## WHAT THE TASK ASKS
Which lines of the data contain the string "bool"? Show each of them.
===== DATASET RECORDS =====
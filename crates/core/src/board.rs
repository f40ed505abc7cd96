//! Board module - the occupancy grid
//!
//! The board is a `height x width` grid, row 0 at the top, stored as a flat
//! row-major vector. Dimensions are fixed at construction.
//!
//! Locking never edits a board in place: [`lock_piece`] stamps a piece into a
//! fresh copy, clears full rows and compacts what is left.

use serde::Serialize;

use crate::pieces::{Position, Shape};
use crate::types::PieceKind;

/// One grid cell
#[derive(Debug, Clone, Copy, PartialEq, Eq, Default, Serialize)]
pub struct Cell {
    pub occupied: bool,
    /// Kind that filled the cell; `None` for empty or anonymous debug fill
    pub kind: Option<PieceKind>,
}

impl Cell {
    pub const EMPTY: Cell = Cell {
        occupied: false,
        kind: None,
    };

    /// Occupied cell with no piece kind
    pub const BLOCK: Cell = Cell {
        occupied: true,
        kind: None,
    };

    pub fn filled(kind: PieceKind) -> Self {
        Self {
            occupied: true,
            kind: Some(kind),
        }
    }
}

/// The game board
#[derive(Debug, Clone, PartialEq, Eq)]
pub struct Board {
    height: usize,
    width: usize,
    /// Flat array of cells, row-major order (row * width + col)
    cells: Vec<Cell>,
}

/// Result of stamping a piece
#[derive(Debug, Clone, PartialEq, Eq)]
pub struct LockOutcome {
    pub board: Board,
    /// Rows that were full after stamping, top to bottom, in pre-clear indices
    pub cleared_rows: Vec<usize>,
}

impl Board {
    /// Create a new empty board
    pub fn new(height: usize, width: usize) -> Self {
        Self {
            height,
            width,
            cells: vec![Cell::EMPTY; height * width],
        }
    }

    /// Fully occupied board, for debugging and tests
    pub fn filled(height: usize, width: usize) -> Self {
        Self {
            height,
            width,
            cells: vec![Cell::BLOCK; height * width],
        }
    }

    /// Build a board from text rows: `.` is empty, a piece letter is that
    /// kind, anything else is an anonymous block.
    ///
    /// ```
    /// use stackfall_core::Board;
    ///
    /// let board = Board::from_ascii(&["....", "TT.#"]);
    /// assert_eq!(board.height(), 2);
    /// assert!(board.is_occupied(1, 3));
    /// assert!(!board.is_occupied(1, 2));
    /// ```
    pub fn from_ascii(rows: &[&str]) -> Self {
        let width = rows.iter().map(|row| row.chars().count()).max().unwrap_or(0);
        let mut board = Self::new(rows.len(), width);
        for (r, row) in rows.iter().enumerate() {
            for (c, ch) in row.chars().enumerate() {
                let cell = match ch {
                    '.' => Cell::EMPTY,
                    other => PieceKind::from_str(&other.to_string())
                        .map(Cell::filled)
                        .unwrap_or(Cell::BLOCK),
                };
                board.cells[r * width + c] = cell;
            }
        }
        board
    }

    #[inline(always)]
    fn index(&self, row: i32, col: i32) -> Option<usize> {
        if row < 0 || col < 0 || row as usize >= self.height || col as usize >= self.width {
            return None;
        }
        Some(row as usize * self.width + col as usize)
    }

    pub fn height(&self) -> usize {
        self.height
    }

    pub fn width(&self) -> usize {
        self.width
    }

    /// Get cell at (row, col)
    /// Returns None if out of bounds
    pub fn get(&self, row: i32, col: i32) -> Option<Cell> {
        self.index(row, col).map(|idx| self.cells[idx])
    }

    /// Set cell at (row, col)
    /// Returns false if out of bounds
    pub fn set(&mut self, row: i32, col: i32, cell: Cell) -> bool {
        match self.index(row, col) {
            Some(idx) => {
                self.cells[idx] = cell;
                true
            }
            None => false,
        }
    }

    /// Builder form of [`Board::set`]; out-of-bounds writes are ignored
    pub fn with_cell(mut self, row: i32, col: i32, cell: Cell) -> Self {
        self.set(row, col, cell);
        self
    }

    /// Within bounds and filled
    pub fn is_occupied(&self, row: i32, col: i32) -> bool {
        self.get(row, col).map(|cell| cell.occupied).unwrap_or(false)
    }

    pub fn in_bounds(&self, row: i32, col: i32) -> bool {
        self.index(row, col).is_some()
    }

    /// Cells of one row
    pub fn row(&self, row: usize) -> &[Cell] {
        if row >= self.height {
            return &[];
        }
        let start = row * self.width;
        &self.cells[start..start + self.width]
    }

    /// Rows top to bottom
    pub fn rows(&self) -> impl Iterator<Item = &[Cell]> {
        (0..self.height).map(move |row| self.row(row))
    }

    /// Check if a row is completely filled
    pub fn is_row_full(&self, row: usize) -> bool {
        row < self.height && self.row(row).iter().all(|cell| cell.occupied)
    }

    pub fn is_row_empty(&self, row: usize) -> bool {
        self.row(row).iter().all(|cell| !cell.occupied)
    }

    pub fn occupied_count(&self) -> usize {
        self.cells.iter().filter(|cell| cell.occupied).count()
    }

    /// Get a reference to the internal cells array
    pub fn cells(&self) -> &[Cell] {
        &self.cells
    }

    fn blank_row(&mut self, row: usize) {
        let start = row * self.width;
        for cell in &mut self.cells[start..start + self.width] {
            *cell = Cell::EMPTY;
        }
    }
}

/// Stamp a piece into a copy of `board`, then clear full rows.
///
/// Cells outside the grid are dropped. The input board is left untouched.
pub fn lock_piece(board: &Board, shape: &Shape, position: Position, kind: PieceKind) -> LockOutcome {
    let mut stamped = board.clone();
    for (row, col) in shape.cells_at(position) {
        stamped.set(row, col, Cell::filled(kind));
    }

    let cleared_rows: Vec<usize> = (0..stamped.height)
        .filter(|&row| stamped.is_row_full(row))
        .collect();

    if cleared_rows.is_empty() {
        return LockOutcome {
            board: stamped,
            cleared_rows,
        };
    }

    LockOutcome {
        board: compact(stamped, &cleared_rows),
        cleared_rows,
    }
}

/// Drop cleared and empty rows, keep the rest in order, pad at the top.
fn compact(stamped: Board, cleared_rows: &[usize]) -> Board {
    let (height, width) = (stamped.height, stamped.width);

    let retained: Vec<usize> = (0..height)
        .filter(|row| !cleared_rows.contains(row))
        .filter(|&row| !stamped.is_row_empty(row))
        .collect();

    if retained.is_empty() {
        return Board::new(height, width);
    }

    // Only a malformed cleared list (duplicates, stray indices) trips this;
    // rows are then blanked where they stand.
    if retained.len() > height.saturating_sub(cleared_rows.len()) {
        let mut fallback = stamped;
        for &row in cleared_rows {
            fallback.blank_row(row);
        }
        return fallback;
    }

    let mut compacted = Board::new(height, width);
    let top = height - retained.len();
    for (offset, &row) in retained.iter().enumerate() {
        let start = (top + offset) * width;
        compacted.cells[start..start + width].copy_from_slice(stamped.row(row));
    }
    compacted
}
=====
===== DATASET RECORDS =====
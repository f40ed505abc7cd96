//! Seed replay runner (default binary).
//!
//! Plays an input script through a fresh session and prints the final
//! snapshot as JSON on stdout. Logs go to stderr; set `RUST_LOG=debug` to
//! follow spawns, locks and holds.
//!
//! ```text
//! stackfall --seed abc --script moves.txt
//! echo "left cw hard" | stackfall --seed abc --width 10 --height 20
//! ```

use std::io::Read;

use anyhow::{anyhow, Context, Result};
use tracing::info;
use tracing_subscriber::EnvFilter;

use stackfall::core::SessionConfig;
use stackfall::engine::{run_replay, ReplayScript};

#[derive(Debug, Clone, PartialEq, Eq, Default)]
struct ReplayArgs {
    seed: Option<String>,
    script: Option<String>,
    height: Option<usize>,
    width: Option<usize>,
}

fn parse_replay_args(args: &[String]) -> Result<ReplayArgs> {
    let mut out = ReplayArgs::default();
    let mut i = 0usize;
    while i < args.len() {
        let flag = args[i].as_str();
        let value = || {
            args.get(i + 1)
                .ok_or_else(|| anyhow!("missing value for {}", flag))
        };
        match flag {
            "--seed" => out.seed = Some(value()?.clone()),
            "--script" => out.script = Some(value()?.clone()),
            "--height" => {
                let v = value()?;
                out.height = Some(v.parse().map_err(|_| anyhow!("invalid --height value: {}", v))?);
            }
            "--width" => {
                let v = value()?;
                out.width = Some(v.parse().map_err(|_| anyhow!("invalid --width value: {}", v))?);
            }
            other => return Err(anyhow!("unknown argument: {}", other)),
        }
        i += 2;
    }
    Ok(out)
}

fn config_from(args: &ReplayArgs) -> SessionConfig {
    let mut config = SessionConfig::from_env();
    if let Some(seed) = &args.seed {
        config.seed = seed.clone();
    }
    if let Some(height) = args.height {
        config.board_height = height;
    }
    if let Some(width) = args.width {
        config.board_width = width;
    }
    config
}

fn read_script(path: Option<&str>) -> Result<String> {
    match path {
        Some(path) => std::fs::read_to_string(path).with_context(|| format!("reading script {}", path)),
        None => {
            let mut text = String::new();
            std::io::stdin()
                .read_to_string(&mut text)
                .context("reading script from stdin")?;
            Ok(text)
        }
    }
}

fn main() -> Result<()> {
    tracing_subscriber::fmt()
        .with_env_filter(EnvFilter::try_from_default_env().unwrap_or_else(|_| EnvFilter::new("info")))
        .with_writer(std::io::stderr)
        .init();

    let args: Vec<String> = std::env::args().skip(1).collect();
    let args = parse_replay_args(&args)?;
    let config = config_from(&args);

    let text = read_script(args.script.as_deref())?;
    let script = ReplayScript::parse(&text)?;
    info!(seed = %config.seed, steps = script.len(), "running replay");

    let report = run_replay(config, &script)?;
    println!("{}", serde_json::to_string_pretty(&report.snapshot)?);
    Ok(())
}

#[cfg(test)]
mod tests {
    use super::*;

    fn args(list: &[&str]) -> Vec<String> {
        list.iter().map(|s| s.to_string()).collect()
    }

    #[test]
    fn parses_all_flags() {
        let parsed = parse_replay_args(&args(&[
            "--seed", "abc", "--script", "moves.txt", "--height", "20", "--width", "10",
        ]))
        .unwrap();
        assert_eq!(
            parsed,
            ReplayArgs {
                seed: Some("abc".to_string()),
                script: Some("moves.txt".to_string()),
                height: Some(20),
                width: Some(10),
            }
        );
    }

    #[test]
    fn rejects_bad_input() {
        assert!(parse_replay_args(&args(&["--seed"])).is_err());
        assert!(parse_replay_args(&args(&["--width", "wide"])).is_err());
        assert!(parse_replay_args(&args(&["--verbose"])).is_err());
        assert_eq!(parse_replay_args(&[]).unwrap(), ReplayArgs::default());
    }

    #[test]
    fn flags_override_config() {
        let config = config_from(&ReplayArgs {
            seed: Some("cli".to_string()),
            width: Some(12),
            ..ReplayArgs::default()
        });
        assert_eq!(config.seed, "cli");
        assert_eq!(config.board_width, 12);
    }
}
=====
## YOUR RESPONSE
    pub occupied: bool,
    pub fn set(&mut self, row: i32, col: i32, cell: Cell) -> bool {
    pub fn is_occupied(&self, row: i32, col: i32) -> bool {
    pub fn in_bounds(&self, row: i32, col: i32) -> bool {
    pub fn is_row_full(&self, row: usize) -> bool {
    pub fn is_row_empty(&self, row: usize) -> bool {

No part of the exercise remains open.